The first step was to look around if somebody had already made a driver for this particular chip and peripheral, I found that VGottselig had made exactly that. It was really great to start with something so advanced. However, this library did miss out on some features I wanted: it was hardcoded for 64x32 matrix, it used the Adafruit GFX library which I didn't need as I intended to generate the graphics remotely, it was not prepared for MQTT... so I used it as an inspiration for my own.

The things I mostly took from there were the way the GPIO were defined (much faster than digitalWrite() function), the way the display was updated with a timer/interrupt and the pixel light intensity control.

Performance challenges

I went for the PubSubClient MQTT library for the MQTT part, this library limited a MQTT message to 128 bytes, including the overhead (topic name and whatnot). The LED screen had 32x32=1024 pixels, every pixel needed 3 colours and I wanted 4-bit colour depth (4 bits per pixel colour), that meat 32*32*3*4/8=1536 bytes/message, when rounded up to 2 bytes per pixel: 32*32*2=2048 bytes/message. This wouldn't work, even when I increased the hardcoded limit in the PubSubClient library (the ESP32 crashed).

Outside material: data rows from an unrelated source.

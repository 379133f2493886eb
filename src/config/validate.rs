use serde_json::Value;

use super::registry::{Provider, CONFIG_KEYS};

const MODEL_FIELDS: [&str; 3] = ["extractionModel", "solutionModel", "debuggingModel"];

/// Whether a raw JSON value conforms to the current schema.
///
/// Checks short-circuit in order: the key set must match `CONFIG_KEYS`
/// exactly (older schema versions fail here), the provider must be known,
/// and every model field must be whitelisted for that provider. Anything
/// that is not a well-formed object is simply invalid.
pub fn is_valid(raw: &Value) -> bool {
    let obj = match raw.as_object() {
        Some(obj) => obj,
        None => return false,
    };

    if obj.len() != CONFIG_KEYS.len() || !CONFIG_KEYS.iter().all(|key| obj.contains_key(*key)) {
        return false;
    }

    let provider = match obj
        .get("apiProvider")
        .and_then(Value::as_str)
        .and_then(Provider::parse)
    {
        Some(provider) => provider,
        None => return false,
    };

    MODEL_FIELDS.iter().all(|field| {
        obj.get(*field)
            .and_then(Value::as_str)
            .map(|model| provider.allows(model))
            .unwrap_or(false)
    })
}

Fortunately PubSubClient also allowed data streaming. It took some time to figure out how to use this feature, it felt like it was made exactly for this type of use case. Data was simply read into a buffer byte by byte as it came. This technically allowed for unlimited message size (within the ESP32 memory space of course).

I also got into trying to understand how things were organised on the ESP32 execution-wise, as the display update rate had to be really high to avoid visible flicker, but I also needed to dedicate some CPU time for MQTT message reception. The ESP32 uses FreeRTOS, which allows for concurrent task execution. It also has two identical CPUs inside, which share all the memory, this was a really nice feature: I could dedicate one CPU for display and the other for data reception and other tasks (WiFi stuff). Having shared memory meant I could simply write to the display buffer and the screen would update itself as data came in.

Latency challenges

Having done the above I saw that when the screen was updating it didn't do it in one go, I could see the screen updating itself as the bytes came over (slow transfer).

This was no good, it didn't look right to have "scan lines" coming in, this was an issue with data transfer latency, but there was not much that could have been done about it. I measured about 4Hz maximum update rate. So I implemented double buffering: data was coming to a "back buffer" while the display was using a "display buffer" or "front buffer", once all data had been transferred the buffers would switch and the screen would be updated all at once. No more flicker!

The video is in slow motion and in two parts: with single buffer and double buffer. The camera picked up on the refresh rate of the screen, but that's not the important part here as it's invisible to the human eye. The difference is that in the first part, when switching colour, the pixels change gradually from top to bottom, as the incoming data is slower than the screen update rate. In the second part a "background buffer" is filled instead and then the back and front buffers are switched, giving the effect of instant screen update.

Incoming data flicker

There is still a slight flicker every time when data is being received. I don't understand why this happens as everything is timer-based. In the video above, in the second part, you can see the slight slow-down of the screen update rate right before the buffers switch. I only update the screen about once a second and only if the pixels have changed, so mostly this is not an issue.

Discussions

小杜 wrote 03/19/2019 at 08:59 point

Would it be possible to share your code for the streaming / screen side on the ESP32?